Collected data

--- --- ---

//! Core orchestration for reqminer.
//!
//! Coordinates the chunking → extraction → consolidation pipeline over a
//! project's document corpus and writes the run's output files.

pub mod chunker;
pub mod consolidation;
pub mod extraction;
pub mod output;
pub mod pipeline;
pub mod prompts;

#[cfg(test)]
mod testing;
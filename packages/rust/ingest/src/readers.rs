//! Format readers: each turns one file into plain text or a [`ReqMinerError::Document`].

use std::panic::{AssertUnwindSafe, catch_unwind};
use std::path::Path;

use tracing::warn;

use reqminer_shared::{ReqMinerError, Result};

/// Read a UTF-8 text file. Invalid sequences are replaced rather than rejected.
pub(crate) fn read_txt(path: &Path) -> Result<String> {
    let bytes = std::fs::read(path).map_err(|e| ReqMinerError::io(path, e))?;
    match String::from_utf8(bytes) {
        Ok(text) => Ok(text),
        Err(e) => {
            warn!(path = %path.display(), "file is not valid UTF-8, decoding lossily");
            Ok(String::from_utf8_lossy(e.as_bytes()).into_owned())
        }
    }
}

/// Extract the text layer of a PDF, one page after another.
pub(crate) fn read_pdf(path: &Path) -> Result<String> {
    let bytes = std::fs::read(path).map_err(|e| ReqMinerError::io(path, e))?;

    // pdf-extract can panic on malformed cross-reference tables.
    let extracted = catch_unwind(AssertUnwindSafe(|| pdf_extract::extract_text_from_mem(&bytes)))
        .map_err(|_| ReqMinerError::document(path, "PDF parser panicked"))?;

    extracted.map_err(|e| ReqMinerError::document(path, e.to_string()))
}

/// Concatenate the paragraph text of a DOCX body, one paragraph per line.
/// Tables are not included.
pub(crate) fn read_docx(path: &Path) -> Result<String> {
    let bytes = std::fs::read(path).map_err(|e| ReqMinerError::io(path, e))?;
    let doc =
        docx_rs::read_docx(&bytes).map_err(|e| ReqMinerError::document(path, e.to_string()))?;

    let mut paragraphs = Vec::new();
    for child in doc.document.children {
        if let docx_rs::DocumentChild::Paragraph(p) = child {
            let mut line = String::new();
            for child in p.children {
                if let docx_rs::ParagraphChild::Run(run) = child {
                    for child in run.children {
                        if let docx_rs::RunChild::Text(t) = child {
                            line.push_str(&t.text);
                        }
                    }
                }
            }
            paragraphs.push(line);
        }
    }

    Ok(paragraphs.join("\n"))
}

--- --- ---

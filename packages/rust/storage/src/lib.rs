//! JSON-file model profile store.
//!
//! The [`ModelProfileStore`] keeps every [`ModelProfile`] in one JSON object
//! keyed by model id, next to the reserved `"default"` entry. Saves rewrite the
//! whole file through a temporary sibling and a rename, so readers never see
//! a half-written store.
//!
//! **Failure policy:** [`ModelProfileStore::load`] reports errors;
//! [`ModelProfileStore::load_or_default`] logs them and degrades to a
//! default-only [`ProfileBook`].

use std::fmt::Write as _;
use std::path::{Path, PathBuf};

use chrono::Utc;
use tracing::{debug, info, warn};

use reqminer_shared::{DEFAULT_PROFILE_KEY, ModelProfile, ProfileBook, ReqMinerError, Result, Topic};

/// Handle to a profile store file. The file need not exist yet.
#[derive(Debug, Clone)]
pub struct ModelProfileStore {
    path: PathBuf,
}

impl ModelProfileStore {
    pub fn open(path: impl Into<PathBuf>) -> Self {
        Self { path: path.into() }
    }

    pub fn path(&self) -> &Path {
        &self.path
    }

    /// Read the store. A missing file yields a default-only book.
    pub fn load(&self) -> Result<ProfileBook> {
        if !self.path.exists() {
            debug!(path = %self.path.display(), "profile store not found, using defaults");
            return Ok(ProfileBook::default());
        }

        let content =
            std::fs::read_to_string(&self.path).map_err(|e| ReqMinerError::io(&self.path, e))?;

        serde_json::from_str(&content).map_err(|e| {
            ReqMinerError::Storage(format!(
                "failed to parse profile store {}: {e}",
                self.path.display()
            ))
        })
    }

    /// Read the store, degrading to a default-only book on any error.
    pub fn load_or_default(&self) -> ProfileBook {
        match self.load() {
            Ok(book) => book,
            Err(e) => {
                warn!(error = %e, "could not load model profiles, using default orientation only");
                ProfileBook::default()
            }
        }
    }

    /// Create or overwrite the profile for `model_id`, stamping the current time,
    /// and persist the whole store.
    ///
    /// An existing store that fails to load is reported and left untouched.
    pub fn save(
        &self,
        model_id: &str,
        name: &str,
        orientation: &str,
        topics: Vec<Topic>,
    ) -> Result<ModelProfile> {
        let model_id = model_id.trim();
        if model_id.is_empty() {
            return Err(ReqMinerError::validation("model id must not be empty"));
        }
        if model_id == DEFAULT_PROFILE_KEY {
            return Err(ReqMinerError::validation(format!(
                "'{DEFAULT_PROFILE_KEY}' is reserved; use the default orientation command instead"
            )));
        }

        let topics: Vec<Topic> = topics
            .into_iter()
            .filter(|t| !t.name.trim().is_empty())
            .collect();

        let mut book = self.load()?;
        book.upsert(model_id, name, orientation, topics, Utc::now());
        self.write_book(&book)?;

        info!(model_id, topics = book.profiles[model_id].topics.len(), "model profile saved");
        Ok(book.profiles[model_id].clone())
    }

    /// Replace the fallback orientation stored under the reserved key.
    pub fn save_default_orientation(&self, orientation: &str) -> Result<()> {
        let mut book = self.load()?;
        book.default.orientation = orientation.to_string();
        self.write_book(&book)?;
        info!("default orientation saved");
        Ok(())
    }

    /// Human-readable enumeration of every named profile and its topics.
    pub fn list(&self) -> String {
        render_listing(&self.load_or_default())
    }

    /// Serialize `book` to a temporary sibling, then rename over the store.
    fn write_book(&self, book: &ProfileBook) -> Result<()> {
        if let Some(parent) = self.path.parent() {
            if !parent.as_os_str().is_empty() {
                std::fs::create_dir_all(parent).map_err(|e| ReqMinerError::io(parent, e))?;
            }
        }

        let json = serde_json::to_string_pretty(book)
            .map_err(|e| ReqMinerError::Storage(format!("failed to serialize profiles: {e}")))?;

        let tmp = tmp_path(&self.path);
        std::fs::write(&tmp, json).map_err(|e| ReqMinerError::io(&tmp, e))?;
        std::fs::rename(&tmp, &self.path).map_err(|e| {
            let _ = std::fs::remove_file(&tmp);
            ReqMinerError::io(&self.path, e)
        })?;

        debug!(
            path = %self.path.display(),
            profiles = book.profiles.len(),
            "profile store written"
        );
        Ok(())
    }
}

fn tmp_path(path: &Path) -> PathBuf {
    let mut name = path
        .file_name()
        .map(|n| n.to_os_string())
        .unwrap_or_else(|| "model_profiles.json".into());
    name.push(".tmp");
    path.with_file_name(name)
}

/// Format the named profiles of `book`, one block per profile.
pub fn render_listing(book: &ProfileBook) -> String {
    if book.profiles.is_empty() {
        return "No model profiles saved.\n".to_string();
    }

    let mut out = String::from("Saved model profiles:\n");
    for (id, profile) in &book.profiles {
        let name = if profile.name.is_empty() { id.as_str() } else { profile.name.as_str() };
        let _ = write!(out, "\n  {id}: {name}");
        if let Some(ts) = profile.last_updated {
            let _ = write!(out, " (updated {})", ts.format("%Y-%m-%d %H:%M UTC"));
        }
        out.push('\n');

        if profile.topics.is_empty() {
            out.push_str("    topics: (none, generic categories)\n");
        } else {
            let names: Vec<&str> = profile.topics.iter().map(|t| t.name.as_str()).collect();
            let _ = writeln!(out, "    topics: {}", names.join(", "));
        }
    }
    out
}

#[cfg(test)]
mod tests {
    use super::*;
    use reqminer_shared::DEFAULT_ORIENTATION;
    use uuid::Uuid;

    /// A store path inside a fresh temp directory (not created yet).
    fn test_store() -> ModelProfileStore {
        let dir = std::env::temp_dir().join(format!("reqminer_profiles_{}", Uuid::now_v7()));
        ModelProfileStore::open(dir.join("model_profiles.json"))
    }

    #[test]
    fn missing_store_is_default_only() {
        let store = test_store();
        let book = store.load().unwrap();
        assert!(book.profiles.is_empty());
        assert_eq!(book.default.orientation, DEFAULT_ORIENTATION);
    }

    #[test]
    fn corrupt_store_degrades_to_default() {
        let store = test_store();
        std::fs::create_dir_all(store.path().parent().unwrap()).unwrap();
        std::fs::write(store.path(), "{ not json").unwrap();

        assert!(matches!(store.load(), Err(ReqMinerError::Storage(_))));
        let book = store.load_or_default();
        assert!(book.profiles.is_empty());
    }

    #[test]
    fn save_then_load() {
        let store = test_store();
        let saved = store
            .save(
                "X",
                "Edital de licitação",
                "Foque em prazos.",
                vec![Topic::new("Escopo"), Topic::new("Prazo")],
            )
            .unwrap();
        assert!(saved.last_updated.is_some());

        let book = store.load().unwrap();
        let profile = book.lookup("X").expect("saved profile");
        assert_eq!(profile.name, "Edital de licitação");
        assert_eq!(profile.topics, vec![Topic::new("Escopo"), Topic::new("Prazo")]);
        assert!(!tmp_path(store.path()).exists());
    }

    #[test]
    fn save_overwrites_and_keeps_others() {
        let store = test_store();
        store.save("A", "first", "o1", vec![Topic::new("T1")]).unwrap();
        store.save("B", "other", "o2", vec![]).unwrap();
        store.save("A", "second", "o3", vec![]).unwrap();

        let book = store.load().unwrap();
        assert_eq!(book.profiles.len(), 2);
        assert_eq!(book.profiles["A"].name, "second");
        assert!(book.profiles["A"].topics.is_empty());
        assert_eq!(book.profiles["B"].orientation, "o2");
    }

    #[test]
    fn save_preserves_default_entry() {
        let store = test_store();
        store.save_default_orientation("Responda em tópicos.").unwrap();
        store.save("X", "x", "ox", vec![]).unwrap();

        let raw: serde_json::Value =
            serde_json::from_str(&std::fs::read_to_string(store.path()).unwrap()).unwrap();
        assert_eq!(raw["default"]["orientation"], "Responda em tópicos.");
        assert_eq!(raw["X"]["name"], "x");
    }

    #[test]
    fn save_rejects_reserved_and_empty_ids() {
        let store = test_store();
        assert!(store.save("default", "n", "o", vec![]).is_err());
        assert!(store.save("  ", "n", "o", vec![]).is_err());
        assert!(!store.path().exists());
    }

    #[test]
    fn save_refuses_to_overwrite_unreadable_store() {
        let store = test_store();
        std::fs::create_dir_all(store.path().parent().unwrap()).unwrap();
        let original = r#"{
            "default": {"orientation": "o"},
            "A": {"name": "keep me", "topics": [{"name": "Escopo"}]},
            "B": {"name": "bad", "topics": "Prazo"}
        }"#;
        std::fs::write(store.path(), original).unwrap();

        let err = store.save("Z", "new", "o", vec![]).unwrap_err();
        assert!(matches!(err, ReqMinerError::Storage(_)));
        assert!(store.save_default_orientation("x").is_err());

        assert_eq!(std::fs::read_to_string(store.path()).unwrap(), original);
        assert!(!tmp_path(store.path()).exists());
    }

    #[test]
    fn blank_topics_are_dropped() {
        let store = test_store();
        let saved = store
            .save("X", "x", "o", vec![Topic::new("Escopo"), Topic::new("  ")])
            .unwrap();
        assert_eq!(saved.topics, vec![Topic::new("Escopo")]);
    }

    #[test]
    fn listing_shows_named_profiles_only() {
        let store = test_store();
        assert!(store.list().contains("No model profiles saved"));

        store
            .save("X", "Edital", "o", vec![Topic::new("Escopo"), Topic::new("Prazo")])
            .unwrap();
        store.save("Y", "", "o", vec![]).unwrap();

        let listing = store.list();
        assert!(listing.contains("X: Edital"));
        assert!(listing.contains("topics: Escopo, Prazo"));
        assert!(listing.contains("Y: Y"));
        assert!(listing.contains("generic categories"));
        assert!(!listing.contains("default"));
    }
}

--- --- ---

◆ WHAT TO WORK ON
Go through the records and gather the lines that hold "open".

◆ RESULT
    pub fn open(path: impl Into<PathBuf>) -> Self {
        ModelProfileStore::open(dir.join("model_profiles.json"))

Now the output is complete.